-------- Exercise material --------

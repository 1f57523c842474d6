//! Batch configuration types.

use crate::error::BatchError;
use std::path::PathBuf;

/// Default number of names tried when staging a firmware buffer.
pub const DEFAULT_STAGING_ATTEMPTS: u32 = 16;

/// Configuration for building and running a batch.
#[derive(Debug, Clone, PartialEq, Eq)]
pub struct BatchConfig {
    /// Directory where in-memory firmware is staged (default: platform temp dir).
    pub staging_dir: PathBuf,
    /// Unique names tried before staging gives up (default: 16).
    pub staging_attempts: u32,
    /// Fail the run when a task-begin event carries an operation id that
    /// disagrees with the tracked index, instead of only logging it.
    pub verify_operation_ids: bool,
}

impl Default for BatchConfig {
    fn default() -> Self {
        Self {
            staging_dir: std::env::temp_dir(),
            staging_attempts: DEFAULT_STAGING_ATTEMPTS,
            verify_operation_ids: false,
        }
    }
}

impl BatchConfig {
    /// Create a new config builder.
    pub fn builder() -> BatchConfigBuilder {
        BatchConfigBuilder::default()
    }

    /// Load configuration from environment variables.
    ///
    /// | Variable | Default |
    /// |----------|---------|
    /// | `FWBATCH_STAGING_DIR` | platform temp dir |
    /// | `FWBATCH_STAGING_ATTEMPTS` | `16` |
    /// | `FWBATCH_VERIFY_OPERATION_IDS` | `false` |
    pub fn from_env() -> Self {
        let default = Self::default();

        Self {
            staging_dir: std::env::var("FWBATCH_STAGING_DIR")
                .map(PathBuf::from)
                .unwrap_or(default.staging_dir),
            staging_attempts: std::env::var("FWBATCH_STAGING_ATTEMPTS")
                .ok()
                .and_then(|v| v.parse().ok())
                .unwrap_or(default.staging_attempts),
            verify_operation_ids: std::env::var("FWBATCH_VERIFY_OPERATION_IDS")
                .map(|v| v == "true" || v == "1")
                .unwrap_or(default.verify_operation_ids),
        }
    }

    /// Validate the configuration.
    pub fn validate(&self) -> Result<(), BatchError> {
        if self.staging_dir.as_os_str().is_empty() {
            return Err(BatchError::InvalidConfig("staging_dir is required".into()));
        }
        if self.staging_attempts == 0 {
            return Err(BatchError::InvalidConfig(
                "staging_attempts must be > 0".into(),
            ));
        }
        Ok(())
    }
}

/// Builder for BatchConfig.
#[derive(Debug, Default)]
pub struct BatchConfigBuilder {
    config: BatchConfig,
}

impl BatchConfigBuilder {
    /// Set the staging directory.
    pub fn staging_dir(mut self, path: impl Into<PathBuf>) -> Self {
        self.config.staging_dir = path.into();
        self
    }

    /// Set the number of staging name attempts.
    pub fn staging_attempts(mut self, attempts: u32) -> Self {
        self.config.staging_attempts = attempts;
        self
    }

    /// Enable or disable strict operation id checking.
    pub fn verify_operation_ids(mut self, verify: bool) -> Self {
        self.config.verify_operation_ids = verify;
        self
    }

    /// Build the configuration, validating all fields.
    pub fn build(self) -> Result<BatchConfig, BatchError> {
        self.config.validate()?;
        Ok(self.config)
    }
}
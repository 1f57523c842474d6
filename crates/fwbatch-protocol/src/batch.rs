//! Batch request shape submitted to the sandbox.

use crate::error::ProtocolError;
use serde::{Deserialize, Serialize};
use serde_json::{Map, Value};

/// Key under which the batch position of an operation is sent.
const OPERATION_ID_KEY: &str = "operationId";

/// A sandbox-generated description of one device command.
///
/// The contents are opaque to the orchestrator; they are produced by a
/// `--generate` call and sent back unchanged inside a [`BatchRequest`].
#[derive(Debug, Clone, Default, PartialEq, Serialize, Deserialize)]
#[serde(transparent)]
pub struct OperationDescriptor(Map<String, Value>);

impl OperationDescriptor {
    /// Wrap an already-decoded JSON object.
    pub fn new(fields: Map<String, Value>) -> Self {
        Self(fields)
    }

    /// Access the descriptor fields.
    pub fn fields(&self) -> &Map<String, Value> {
        &self.0
    }
}

impl TryFrom<Value> for OperationDescriptor {
    type Error = ProtocolError;

    fn try_from(value: Value) -> Result<Self, Self::Error> {
        match value {
            Value::Object(fields) => Ok(Self(fields)),
            Value::Null => Err(ProtocolError::NotAnObject("null")),
            Value::Bool(_) => Err(ProtocolError::NotAnObject("a boolean")),
            Value::Number(_) => Err(ProtocolError::NotAnObject("a number")),
            Value::String(_) => Err(ProtocolError::NotAnObject("a string")),
            Value::Array(_) => Err(ProtocolError::NotAnObject("an array")),
        }
    }
}

/// One entry of a batch: the descriptor tagged with its position.
#[derive(Debug, Clone, PartialEq, Serialize, Deserialize)]
#[serde(rename_all = "camelCase")]
pub struct BatchOperation {
    /// Zero-based position in the batch, as a decimal string.
    pub operation_id: String,
    /// Descriptor fields, flattened next to the id.
    #[serde(flatten)]
    pub descriptor: OperationDescriptor,
}

/// The request executed by the sandbox in one go.
#[derive(Debug, Clone, Default, PartialEq, Serialize, Deserialize)]
pub struct BatchRequest {
    /// Operations in execution order.
    pub operations: Vec<BatchOperation>,
}

impl BatchRequest {
    /// Assemble a request, assigning each descriptor its index as operation id.
    ///
    /// An `operationId` field inside a descriptor is dropped so the index
    /// stays authoritative.
    pub fn from_descriptors(descriptors: impl IntoIterator<Item = OperationDescriptor>) -> Self {
        let operations = descriptors
            .into_iter()
            .enumerate()
            .map(|(index, mut descriptor)| {
                descriptor.0.remove(OPERATION_ID_KEY);
                BatchOperation {
                    operation_id: index.to_string(),
                    descriptor,
                }
            })
            .collect();
        Self { operations }
    }

    /// Number of operations in the request.
    pub fn len(&self) -> usize {
        self.operations.len()
    }

    /// Check if the request has no operations.
    pub fn is_empty(&self) -> bool {
        self.operations.is_empty()
    }

    /// Encode as the single JSON string argument the sandbox expects.
    pub fn to_json(&self) -> Result<String, ProtocolError> {
        Ok(serde_json::to_string(self)?)
    }
}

--------

▶ [Your goal]:
Copy out each line in the listing that has the word "Clone".

▶ [Reply]:
#[derive(Debug, Clone, PartialEq, Eq)]
#[derive(Debug, Clone, Default, PartialEq, Serialize, Deserialize)]
#[derive(Debug, Clone, PartialEq, Serialize, Deserialize)]
#[derive(Debug, Clone, Default, PartialEq, Serialize, Deserialize)]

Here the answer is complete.